Collected data entries

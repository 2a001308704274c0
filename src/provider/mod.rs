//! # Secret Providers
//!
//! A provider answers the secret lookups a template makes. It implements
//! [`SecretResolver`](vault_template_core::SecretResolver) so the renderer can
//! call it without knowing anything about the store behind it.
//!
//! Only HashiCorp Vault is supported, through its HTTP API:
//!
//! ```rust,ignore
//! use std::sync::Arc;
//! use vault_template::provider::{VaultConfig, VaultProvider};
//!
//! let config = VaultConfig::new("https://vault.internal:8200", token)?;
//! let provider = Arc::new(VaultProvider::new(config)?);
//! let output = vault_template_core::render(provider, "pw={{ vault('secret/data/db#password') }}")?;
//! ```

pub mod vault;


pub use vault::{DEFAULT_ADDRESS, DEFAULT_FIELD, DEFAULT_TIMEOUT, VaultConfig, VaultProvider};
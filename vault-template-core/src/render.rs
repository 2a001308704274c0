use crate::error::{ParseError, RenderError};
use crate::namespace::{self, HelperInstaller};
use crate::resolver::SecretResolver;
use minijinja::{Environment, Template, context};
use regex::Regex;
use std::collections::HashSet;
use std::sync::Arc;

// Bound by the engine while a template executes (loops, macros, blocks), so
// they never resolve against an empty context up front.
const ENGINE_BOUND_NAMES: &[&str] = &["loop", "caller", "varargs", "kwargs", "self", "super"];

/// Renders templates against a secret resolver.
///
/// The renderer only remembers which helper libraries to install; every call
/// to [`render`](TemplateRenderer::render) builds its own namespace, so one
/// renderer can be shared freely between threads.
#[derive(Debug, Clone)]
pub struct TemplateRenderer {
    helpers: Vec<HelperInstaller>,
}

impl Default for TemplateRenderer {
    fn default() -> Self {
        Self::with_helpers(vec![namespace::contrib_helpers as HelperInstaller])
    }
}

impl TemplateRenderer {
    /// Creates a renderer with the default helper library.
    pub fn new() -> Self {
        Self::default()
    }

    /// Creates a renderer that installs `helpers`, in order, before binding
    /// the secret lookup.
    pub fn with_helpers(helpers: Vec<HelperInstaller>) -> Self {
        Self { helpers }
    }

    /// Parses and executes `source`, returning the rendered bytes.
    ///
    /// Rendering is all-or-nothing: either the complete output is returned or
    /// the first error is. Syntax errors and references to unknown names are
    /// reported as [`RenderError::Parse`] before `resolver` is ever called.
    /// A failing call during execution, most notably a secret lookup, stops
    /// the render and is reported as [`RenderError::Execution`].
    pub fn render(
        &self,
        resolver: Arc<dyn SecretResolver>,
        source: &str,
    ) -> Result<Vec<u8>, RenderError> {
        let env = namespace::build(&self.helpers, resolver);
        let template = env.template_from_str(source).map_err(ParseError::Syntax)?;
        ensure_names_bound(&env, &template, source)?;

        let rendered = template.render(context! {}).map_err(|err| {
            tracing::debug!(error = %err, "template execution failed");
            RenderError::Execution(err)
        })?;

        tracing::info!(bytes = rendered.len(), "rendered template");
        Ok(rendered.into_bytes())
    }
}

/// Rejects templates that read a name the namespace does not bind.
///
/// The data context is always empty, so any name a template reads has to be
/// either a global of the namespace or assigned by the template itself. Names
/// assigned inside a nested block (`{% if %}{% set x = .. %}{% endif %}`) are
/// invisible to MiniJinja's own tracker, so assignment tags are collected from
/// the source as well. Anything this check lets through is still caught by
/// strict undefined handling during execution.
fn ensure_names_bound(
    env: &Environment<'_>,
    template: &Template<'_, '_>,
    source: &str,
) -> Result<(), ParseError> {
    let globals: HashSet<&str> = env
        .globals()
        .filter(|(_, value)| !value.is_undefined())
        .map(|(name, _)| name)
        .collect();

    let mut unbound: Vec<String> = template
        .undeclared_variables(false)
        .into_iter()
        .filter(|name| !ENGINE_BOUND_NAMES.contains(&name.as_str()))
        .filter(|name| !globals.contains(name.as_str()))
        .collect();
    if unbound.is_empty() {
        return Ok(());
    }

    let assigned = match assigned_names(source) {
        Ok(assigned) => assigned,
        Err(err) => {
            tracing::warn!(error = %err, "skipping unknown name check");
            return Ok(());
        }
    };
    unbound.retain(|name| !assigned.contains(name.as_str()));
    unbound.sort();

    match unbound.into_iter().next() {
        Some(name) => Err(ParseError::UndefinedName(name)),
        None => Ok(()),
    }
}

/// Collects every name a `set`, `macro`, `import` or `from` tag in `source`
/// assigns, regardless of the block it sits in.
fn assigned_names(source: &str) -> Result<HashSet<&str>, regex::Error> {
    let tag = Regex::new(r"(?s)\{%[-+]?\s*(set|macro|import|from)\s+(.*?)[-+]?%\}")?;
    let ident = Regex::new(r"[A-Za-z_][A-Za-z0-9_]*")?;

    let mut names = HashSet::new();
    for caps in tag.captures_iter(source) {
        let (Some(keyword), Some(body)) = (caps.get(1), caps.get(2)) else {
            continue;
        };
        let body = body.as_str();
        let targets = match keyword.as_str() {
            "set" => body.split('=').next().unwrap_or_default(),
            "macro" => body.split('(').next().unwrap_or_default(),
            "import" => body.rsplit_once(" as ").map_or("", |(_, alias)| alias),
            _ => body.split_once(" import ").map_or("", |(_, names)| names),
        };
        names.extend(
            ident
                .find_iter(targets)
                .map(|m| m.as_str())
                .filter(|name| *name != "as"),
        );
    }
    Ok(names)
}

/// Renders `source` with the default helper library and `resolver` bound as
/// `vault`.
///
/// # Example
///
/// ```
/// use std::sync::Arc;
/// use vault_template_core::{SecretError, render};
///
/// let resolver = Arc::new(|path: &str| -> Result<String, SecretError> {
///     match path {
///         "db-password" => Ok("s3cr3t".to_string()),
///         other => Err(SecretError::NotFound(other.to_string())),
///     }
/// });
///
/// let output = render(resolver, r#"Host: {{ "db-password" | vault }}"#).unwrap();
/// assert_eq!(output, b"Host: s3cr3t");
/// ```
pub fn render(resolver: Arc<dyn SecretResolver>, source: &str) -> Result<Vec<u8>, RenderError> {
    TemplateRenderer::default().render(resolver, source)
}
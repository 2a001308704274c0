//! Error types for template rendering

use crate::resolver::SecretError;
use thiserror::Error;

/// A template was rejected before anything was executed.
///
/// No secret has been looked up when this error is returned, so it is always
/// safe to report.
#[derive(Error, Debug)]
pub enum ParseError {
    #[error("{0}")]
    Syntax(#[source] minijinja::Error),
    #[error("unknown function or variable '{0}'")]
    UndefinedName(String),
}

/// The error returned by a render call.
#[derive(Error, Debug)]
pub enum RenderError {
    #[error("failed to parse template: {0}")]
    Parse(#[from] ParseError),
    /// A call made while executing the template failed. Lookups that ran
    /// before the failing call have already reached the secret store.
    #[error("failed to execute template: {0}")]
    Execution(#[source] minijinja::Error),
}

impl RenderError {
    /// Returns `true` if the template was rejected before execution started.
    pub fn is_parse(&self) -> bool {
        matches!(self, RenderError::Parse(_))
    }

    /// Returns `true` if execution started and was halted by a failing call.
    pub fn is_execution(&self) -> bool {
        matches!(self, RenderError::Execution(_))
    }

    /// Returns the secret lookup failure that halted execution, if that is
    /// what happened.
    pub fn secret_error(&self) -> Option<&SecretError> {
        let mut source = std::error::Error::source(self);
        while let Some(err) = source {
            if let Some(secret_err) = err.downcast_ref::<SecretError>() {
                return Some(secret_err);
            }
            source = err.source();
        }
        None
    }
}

**WORK TO BE COMPLETED:** Look above for the line holding "filename src/provider/mod.rs", then set down exactly that line and every line after it up to and including the line holding "const ENGINE_BOUND_NAMES: &[&str]", with nothing else.

**ANSWER FOR THIS EXERCISE:**
filename src/provider/mod.rs
//! # Secret Providers
//!
//! A provider answers the secret lookups a template makes. It implements
//! [`SecretResolver`](vault_template_core::SecretResolver) so the renderer can
//! call it without knowing anything about the store behind it.
//!
//! Only HashiCorp Vault is supported, through its HTTP API:
//!
//! ```rust,ignore
//! use std::sync::Arc;
//! use vault_template::provider::{VaultConfig, VaultProvider};
//!
//! let config = VaultConfig::new("https://vault.internal:8200", token)?;
//! let provider = Arc::new(VaultProvider::new(config)?);
//! let output = vault_template_core::render(provider, "pw={{ vault('secret/data/db#password') }}")?;
//! ```

pub mod vault;


pub use vault::{DEFAULT_ADDRESS, DEFAULT_FIELD, DEFAULT_TIMEOUT, VaultConfig, VaultProvider};
filename vault-template-core/src/render.rs
repository 2a001308704274c0
use crate::error::{ParseError, RenderError};
use crate::namespace::{self, HelperInstaller};
use crate::resolver::SecretResolver;
use minijinja::{Environment, Template, context};
use regex::Regex;
use std::collections::HashSet;
use std::sync::Arc;

// Bound by the engine while a template executes (loops, macros, blocks), so
// they never resolve against an empty context up front.
const ENGINE_BOUND_NAMES: &[&str] = &["loop", "caller", "varargs", "kwargs", "self", "super"];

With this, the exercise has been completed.